Individuals with strong neurotic tendencies struggle unsuccessfully

with intra-personal conflict. They are unable to resolve their

conflicts. Their excessive distrust and urge to control triggers and

conflict with others, especially with subordinates who feel

micromanaged and distrusted. Subordinates, in turn, often try to

even secure and protect themselves from further abuse. These

reactions of the subordinates give the manager a stronger sense of

employee worthlessness. It convinces him to intensify his attempt to

control and punish subordinates.

INTERPERSONAL CONFLICT

It can be between co-workers, team members or room mates. The

nature of interpersonal conflict in organizations can be of two types:

substantive (content based) and emotional (emotion based) conflict.

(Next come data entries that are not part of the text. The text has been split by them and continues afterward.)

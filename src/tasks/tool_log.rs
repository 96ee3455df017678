//! Tool-change watcher: appends one line per tool transition to a log file.

use crate::error::TaskError;
use crate::input::ToolChangeSignal;
use std::fs::OpenOptions;
use std::io::Write;
use std::path::{Path, PathBuf};
use std::sync::Arc;

/// Drains the tool changed-flag into an append-only log file.
#[derive(Debug, Clone)]
pub struct ToolChangeLogger {
    signal: Arc<ToolChangeSignal>,
    path: PathBuf,
}

impl ToolChangeLogger {
    pub fn new(signal: Arc<ToolChangeSignal>, path: impl Into<PathBuf>) -> Self {
        Self {
            signal,
            path: path.into(),
        }
    }

    pub fn path(&self) -> &Path {
        &self.path
    }

    /// Writes the pending transition, if any, and acknowledges it.
    ///
    /// Returns true when a line was written. The file is created if missing.
    pub fn poll_once(&self) -> Result<bool, TaskError> {
        let Some(change) = self.signal.take_change() else {
            return Ok(false);
        };

        let io_error = |source| TaskError::Io {
            path: self.path.clone(),
            source,
        };
        let mut file = OpenOptions::new()
            .create(true)
            .append(true)
            .open(&self.path)
            .map_err(io_error)?;
        file.write_all(change.log_line().as_bytes())
            .map_err(io_error)?;
        log::debug!("Logged tool change to {}", self.path.display());
        Ok(true)
    }
}
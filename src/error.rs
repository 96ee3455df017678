//! Error types for the drawing engine.
//!
//! Every error here is recoverable: the canvas stays usable after any of them.

use crate::draw::RasterError;
use crate::input::ToolMode;
use std::path::PathBuf;
use thiserror::Error;

/// Malformed tool parameters or UI input. The previous state is kept.
#[derive(Debug, Clone, PartialEq, Error)]
pub enum ValidationError {
    #[error("{0} tool needs its parameters before it can be selected")]
    MissingParameters(ToolMode),

    #[error("Polygon side count '{0}' is not a whole number")]
    InvalidSideCount(String),

    #[error("Polygon needs at least 3 sides, got {0}")]
    TooFewSides(u32),

    #[error("Polygon side count {0} is above the maximum of {}", crate::input::tool::MAX_POLYGON_SIDES)]
    TooManySides(u32),

    #[error("Font size '{0}' is not a positive number")]
    InvalidFontSize(String),

    #[error("Font family must not be empty")]
    EmptyFontFamily,

    #[error("Text to draw must not be empty")]
    EmptyText,

    #[error("Zoom '{0}' is not a whole number between 1 and {}", crate::canvas::MAX_ZOOM)]
    InvalidZoom(String),

    #[error("Line width {0} must be a positive number")]
    InvalidLineWidth(f64),

    #[error("Canvas size {width}x{height} is out of range")]
    InvalidCanvasSize { width: i32, height: i32 },

    #[error("No file is open; choose a path to save to")]
    NoOpenedFile,
}

/// Failures of the image file adapter.
#[derive(Debug, Error)]
pub enum PersistenceError {
    #[error("Image file not found: {}", .0.display())]
    NotFound(PathBuf),

    #[error("Failed to decode {}: {source}", path.display())]
    DecodeFailure {
        path: PathBuf,
        #[source]
        source: image::ImageError,
    },

    #[error("Failed to encode {}: {source}", path.display())]
    EncodeFailure {
        path: PathBuf,
        #[source]
        source: image::ImageError,
    },

    #[error("I/O error on {}: {source}", path.display())]
    IoFailure {
        path: PathBuf,
        #[source]
        source: std::io::Error,
    },

    #[error("Unsupported image format for {} (use png, bmp or jpg)", .0.display())]
    UnsupportedFormat(PathBuf),
}

/// Undo/redo requested with nothing on the respective stack.
#[derive(Debug, Clone, Copy, PartialEq, Eq, Error)]
pub enum HistoryError {
    #[error("Nothing to undo")]
    NothingToUndo,

    #[error("Nothing to redo")]
    NothingToRedo,
}

/// Failures of the background tasks.
#[derive(Debug, Error)]
pub enum TaskError {
    /// Shutdown arrived while a cycle was still running
    #[error("Background task interrupted")]
    Interrupted,

    #[error("Failed to write {}: {source}", path.display())]
    Io {
        path: PathBuf,
        #[source]
        source: std::io::Error,
    },

    #[error("Failed to start background runtime: {0}")]
    Startup(String),
}

/// Umbrella error returned by [`CanvasManager`](crate::canvas::CanvasManager) operations.
#[derive(Debug, Error)]
pub enum CanvasError {
    #[error(transparent)]
    Validation(#[from] ValidationError),

    #[error(transparent)]
    Persistence(#[from] PersistenceError),

    #[error(transparent)]
    History(#[from] HistoryError),

    #[error("Rendering failed: {0}")]
    Render(#[from] RasterError),
}

impl CanvasError {
    /// True for undo/redo on an empty stack, which callers report as a no-op.
    pub fn is_empty_history(&self) -> bool {
        matches!(self, CanvasError::History(_))
    }
}

#[cfg(test)]
mod tests {
    use super::*;

    #[test]
    fn messages_name_the_offending_input() {
        assert_eq!(
            ValidationError::InvalidSideCount("five".into()).to_string(),
            "Polygon side count 'five' is not a whole number"
        );
        assert_eq!(HistoryError::NothingToUndo.to_string(), "Nothing to undo");
        let err = PersistenceError::NotFound(PathBuf::from("/tmp/missing.png"));
        assert!(err.to_string().contains("/tmp/missing.png"));
    }

    #[test]
    fn history_errors_are_flagged_as_no_ops() {
        let err: CanvasError = HistoryError::NothingToRedo.into();
        assert!(err.is_empty_history());
        let err: CanvasError = ValidationError::EmptyText.into();
        assert!(!err.is_empty_history());
    }
}
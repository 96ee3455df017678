//! Configuration type definitions.

use super::enums::{ColorSpec, SaveFormat};
use schemars::JsonSchema;
use serde::{Deserialize, Serialize};
use std::path::PathBuf;

/// Drawing-related settings.
///
/// Controls the paint state and tool parameters the canvas starts with.
/// Users can change these values at runtime.
#[derive(Debug, Clone, PartialEq, Serialize, Deserialize, JsonSchema)]
pub struct DrawingConfig {
    /// Left-button color - either a named color (red, green, blue, yellow, orange, pink, white, black)
    /// or an RGB array like `[255, 0, 0]` for red
    #[serde(default = "default_primary_color")]
    pub primary_color: ColorSpec,

    /// Right-button color, also the fill color of left-button shapes in fill mode
    #[serde(default = "default_secondary_color")]
    pub secondary_color: ColorSpec,

    /// Stroke width in pixels (valid range: 0.5 - 100.0)
    #[serde(default = "default_line_width")]
    pub line_width: f64,

    /// Font family for the text tool (e.g., "Sans", "Monospace")
    #[serde(default = "default_font_family")]
    pub font_family: String,

    /// Font size for the text tool in points (valid range: 4.0 - 288.0)
    #[serde(default = "default_font_size")]
    pub font_size: f64,

    /// Side count offered by the polygon tool (3 - 1000)
    #[serde(default = "default_polygon_sides")]
    pub polygon_sides: u32,

    /// Fill closed shapes with the other button's color
    #[serde(default)]
    pub fill_shapes: bool,
}

impl Default for DrawingConfig {
    fn default() -> Self {
        Self {
            primary_color: default_primary_color(),
            secondary_color: default_secondary_color(),
            line_width: default_line_width(),
            font_family: default_font_family(),
            font_size: default_font_size(),
            polygon_sides: default_polygon_sides(),
            fill_shapes: false,
        }
    }
}

/// Canvas dimensions and display settings.
#[derive(Debug, Clone, PartialEq, Serialize, Deserialize, JsonSchema)]
pub struct CanvasConfig {
    /// Width of a new canvas in pixels (valid range: 1 - 16384)
    #[serde(default = "default_canvas_width")]
    pub width: i32,

    /// Height of a new canvas in pixels (valid range: 1 - 16384)
    #[serde(default = "default_canvas_height")]
    pub height: i32,

    /// Color a new canvas is filled with; the eraser paints this color
    #[serde(default = "default_background_color")]
    pub background_color: ColorSpec,

    /// Initial display zoom factor (1 - 64)
    #[serde(default = "default_zoom")]
    pub zoom: u32,
}

impl Default for CanvasConfig {
    fn default() -> Self {
        Self {
            width: default_canvas_width(),
            height: default_canvas_height(),
            background_color: default_background_color(),
            zoom: default_zoom(),
        }
    }
}

/// Undo history settings.
#[derive(Debug, Clone, PartialEq, Serialize, Deserialize, JsonSchema)]
pub struct HistoryConfig {
    /// Maximum number of undo steps kept; each step is a full raster copy.
    /// 0 keeps every step.
    #[serde(default = "default_history_depth")]
    pub max_depth: usize,
}

impl Default for HistoryConfig {
    fn default() -> Self {
        Self {
            max_depth: default_history_depth(),
        }
    }
}

/// Periodic snapshot settings.
#[derive(Debug, Clone, PartialEq, Serialize, Deserialize, JsonSchema)]
pub struct AutosaveConfig {
    /// Write snapshots in the background
    #[serde(default)]
    pub enabled: bool,

    /// Seconds between snapshots (minimum 1)
    #[serde(default = "default_autosave_interval")]
    pub interval_secs: u64,

    /// Directory snapshots are written to (supports `~/`)
    #[serde(default = "default_autosave_directory")]
    pub directory: String,

    /// Filename template with chrono format specifiers
    #[serde(default = "default_autosave_template")]
    pub filename_template: String,

    /// Snapshot image format
    #[serde(default)]
    pub format: SaveFormat,
}

impl Default for AutosaveConfig {
    fn default() -> Self {
        Self {
            enabled: false,
            interval_secs: default_autosave_interval(),
            directory: default_autosave_directory(),
            filename_template: default_autosave_template(),
            format: SaveFormat::default(),
        }
    }
}

/// Tool-change log settings.
#[derive(Debug, Clone, PartialEq, Serialize, Deserialize, JsonSchema)]
pub struct LoggingConfig {
    /// File tool switches are appended to
    #[serde(default = "default_tool_log_path")]
    pub tool_log_path: PathBuf,

    /// Poll interval of the tool-change watcher in milliseconds (minimum 1)
    #[serde(default = "default_poll_interval")]
    pub poll_interval_ms: u64,
}

impl Default for LoggingConfig {
    fn default() -> Self {
        Self {
            tool_log_path: default_tool_log_path(),
            poll_interval_ms: default_poll_interval(),
        }
    }
}

// =============================================================================
// Default value functions
// =============================================================================

fn default_primary_color() -> ColorSpec {
    ColorSpec::Name("black".to_string())
}

fn default_secondary_color() -> ColorSpec {
    ColorSpec::Name("white".to_string())
}

fn default_line_width() -> f64 {
    2.0
}

fn default_font_family() -> String {
    "Sans".to_string()
}

fn default_font_size() -> f64 {
    12.0
}

fn default_polygon_sides() -> u32 {
    5
}

fn default_canvas_width() -> i32 {
    800
}

fn default_canvas_height() -> i32 {
    600
}

fn default_background_color() -> ColorSpec {
    ColorSpec::Name("white".to_string())
}

fn default_zoom() -> u32 {
    1
}

fn default_history_depth() -> usize {
    64
}

fn default_autosave_interval() -> u64 {
    10
}

fn default_autosave_directory() -> String {
    dirs::picture_dir()
        .unwrap_or_else(std::env::temp_dir)
        .join("rasterpad")
        .to_string_lossy()
        .into_owned()
}

fn default_autosave_template() -> String {
    "autosave_%Y-%m-%d_%H%M%S".to_string()
}

fn default_tool_log_path() -> PathBuf {
    PathBuf::from("log.txt")
}

fn default_poll_interval() -> u64 {
    10
}
//! Image file persistence.
//!
//! The canvas never touches files directly; it hands straight-alpha RGBA
//! buffers to a [`PersistenceAdapter`].

use crate::error::PersistenceError;
use chrono::Local;
use image::{DynamicImage, ImageError, ImageFormat, RgbaImage};
use std::fmt::Write as _;
use std::fs;
use std::io;
use std::path::{Path, PathBuf};

/// Reads and writes whole images.
pub trait PersistenceAdapter: Send + std::fmt::Debug {
    /// Decodes the image at `path`.
    fn load(&self, path: &Path) -> Result<RgbaImage, PersistenceError>;

    /// Encodes `image` to `path`, choosing the format from the extension.
    fn save(&self, image: &RgbaImage, path: &Path) -> Result<(), PersistenceError>;
}

/// PNG, BMP and JPEG files via the `image` crate.
#[derive(Debug, Default, Clone, Copy)]
pub struct ImageFileAdapter;

impl ImageFileAdapter {
    /// Formats accepted for writing.
    pub const SUPPORTED: [ImageFormat; 3] = [ImageFormat::Png, ImageFormat::Bmp, ImageFormat::Jpeg];

    fn format_for(path: &Path) -> Result<ImageFormat, PersistenceError> {
        match ImageFormat::from_path(path) {
            Ok(format) if Self::SUPPORTED.contains(&format) => Ok(format),
            _ => Err(PersistenceError::UnsupportedFormat(path.to_path_buf())),
        }
    }
}

impl PersistenceAdapter for ImageFileAdapter {
    fn load(&self, path: &Path) -> Result<RgbaImage, PersistenceError> {
        if !path.exists() {
            return Err(PersistenceError::NotFound(path.to_path_buf()));
        }
        let decoded = image::open(path).map_err(|err| match err {
            ImageError::IoError(source) if source.kind() == io::ErrorKind::NotFound => {
                PersistenceError::NotFound(path.to_path_buf())
            }
            ImageError::IoError(source) => PersistenceError::IoFailure {
                path: path.to_path_buf(),
                source,
            },
            ImageError::Unsupported(_) => PersistenceError::UnsupportedFormat(path.to_path_buf()),
            source => PersistenceError::DecodeFailure {
                path: path.to_path_buf(),
                source,
            },
        })?;
        log::info!(
            "Loaded {} ({}x{})",
            path.display(),
            decoded.width(),
            decoded.height()
        );
        Ok(decoded.to_rgba8())
    }

    fn save(&self, image: &RgbaImage, path: &Path) -> Result<(), PersistenceError> {
        let format = Self::format_for(path)?;
        let result = match format {
            // JPEG has no alpha channel
            ImageFormat::Jpeg => DynamicImage::ImageRgba8(image.clone())
                .to_rgb8()
                .save_with_format(path, format),
            _ => image.save_with_format(path, format),
        };
        result.map_err(|err| match err {
            ImageError::IoError(source) => PersistenceError::IoFailure {
                path: path.to_path_buf(),
                source,
            },
            source => PersistenceError::EncodeFailure {
                path: path.to_path_buf(),
                source,
            },
        })?;
        log::info!(
            "Saved {}x{} image to {}",
            image.width(),
            image.height(),
            path.display()
        );
        Ok(())
    }
}

/// Destination for periodic snapshots.
#[derive(Debug, Clone, PartialEq)]
pub struct AutoSaveSink {
    /// Directory snapshots are written to (created on demand)
    pub directory: PathBuf,
    /// Filename template (supports chrono format specifiers)
    pub filename_template: String,
    /// File extension, which also selects the encoder
    pub format: String,
}

impl Default for AutoSaveSink {
    fn default() -> Self {
        Self {
            directory: std::env::temp_dir().join("rasterpad"),
            filename_template: "autosave_%Y-%m-%d_%H%M%S".to_string(),
            format: "png".to_string(),
        }
    }
}

impl AutoSaveSink {
    pub fn new(
        directory: impl Into<PathBuf>,
        filename_template: impl Into<String>,
        format: impl Into<String>,
    ) -> Self {
        Self {
            directory: directory.into(),
            filename_template: filename_template.into(),
            format: format.into(),
        }
    }

    /// Picks an unused path for the next snapshot, creating the directory if needed.
    pub fn next_path(&self) -> Result<PathBuf, PersistenceError> {
        if !self.directory.exists() {
            log::info!("Creating auto-save directory: {}", self.directory.display());
            fs::create_dir_all(&self.directory).map_err(|source| PersistenceError::IoFailure {
                path: self.directory.clone(),
                source,
            })?;
        }

        let stem = generate_stem(&self.filename_template);
        let mut candidate = self.directory.join(format!("{stem}.{}", self.format));
        let mut suffix = 1;
        while candidate.exists() {
            candidate = self
                .directory
                .join(format!("{stem}_{suffix}.{}", self.format));
            suffix += 1;
        }
        Ok(candidate)
    }
}

/// Expands chrono specifiers in `template` using the current local time.
///
/// Falls back to the raw template when it contains an invalid specifier.
pub fn generate_stem(template: &str) -> String {
    let mut stem = String::new();
    if write!(stem, "{}", Local::now().format(template)).is_err() {
        log::warn!("Invalid filename template '{template}', using it verbatim");
        return template.to_string();
    }
    stem
}

#[cfg(test)]
mod tests {
    use super::*;
    use image::Rgba;

    fn checker() -> RgbaImage {
        RgbaImage::from_fn(4, 4, |x, y| {
            if (x + y) % 2 == 0 {
                Rgba([255, 0, 0, 255])
            } else {
                Rgba([0, 0, 255, 255])
            }
        })
    }

    #[test]
    fn png_and_bmp_are_lossless() {
        let dir = tempfile::tempdir().unwrap();
        let adapter = ImageFileAdapter;
        for name in ["a.png", "a.bmp"] {
            let path = dir.path().join(name);
            adapter.save(&checker(), &path).unwrap();
            let loaded = adapter.load(&path).unwrap();
            assert_eq!(loaded, checker(), "{name}");
        }
    }

    #[test]
    fn jpeg_keeps_dimensions() {
        let dir = tempfile::tempdir().unwrap();
        let path = dir.path().join("a.jpg");
        ImageFileAdapter.save(&checker(), &path).unwrap();
        let loaded = ImageFileAdapter.load(&path).unwrap();
        assert_eq!(loaded.dimensions(), (4, 4));
    }

    #[test]
    fn missing_file_is_not_found() {
        let dir = tempfile::tempdir().unwrap();
        let err = ImageFileAdapter
            .load(&dir.path().join("nope.png"))
            .unwrap_err();
        assert!(matches!(err, PersistenceError::NotFound(_)));
    }

    #[test]
    fn unknown_extension_is_rejected() {
        let dir = tempfile::tempdir().unwrap();
        let err = ImageFileAdapter
            .save(&checker(), &dir.path().join("a.xyz"))
            .unwrap_err();
        assert!(matches!(err, PersistenceError::UnsupportedFormat(_)));
    }

    #[test]
    fn garbage_is_a_decode_failure() {
        let dir = tempfile::tempdir().unwrap();
        let path = dir.path().join("broken.png");
        fs::write(&path, b"definitely not a png").unwrap();
        let err = ImageFileAdapter.load(&path).unwrap_err();
        assert!(matches!(err, PersistenceError::DecodeFailure { .. }));
    }

    #[test]
    fn sink_avoids_overwriting() {
        let dir = tempfile::tempdir().unwrap();
        let sink = AutoSaveSink::new(dir.path().join("snaps"), "fixed", "png");
        let first = sink.next_path().unwrap();
        assert_eq!(first, dir.path().join("snaps").join("fixed.png"));
        fs::write(&first, b"x").unwrap();
        let second = sink.next_path().unwrap();
        assert_eq!(second, dir.path().join("snaps").join("fixed_1.png"));
    }

    #[test]
    fn stem_expands_time_specifiers() {
        let stem = generate_stem("shot_%Y");
        assert!(stem.starts_with("shot_"));
        assert_eq!(stem.len(), "shot_".len() + 4);
    }
}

Substantive conflicts arise due to work-related matters. For

example, differences in viewpoints and opinions pertaining to a

group task. Emotional conflicts tend to evolve when people do not

constructively deal with their frustration, anger, fear, distress or

resentment. It is otherwise called relationship conflict or affective

conflict.

Managers should be able to identify whether a conflict between two

individuals has been helpful or harmful. It is beneficial if the

aftermath of the conflict reveals that-

(a) Both individuals are able to work better together.

(b) They feel better about each other and their own jobs.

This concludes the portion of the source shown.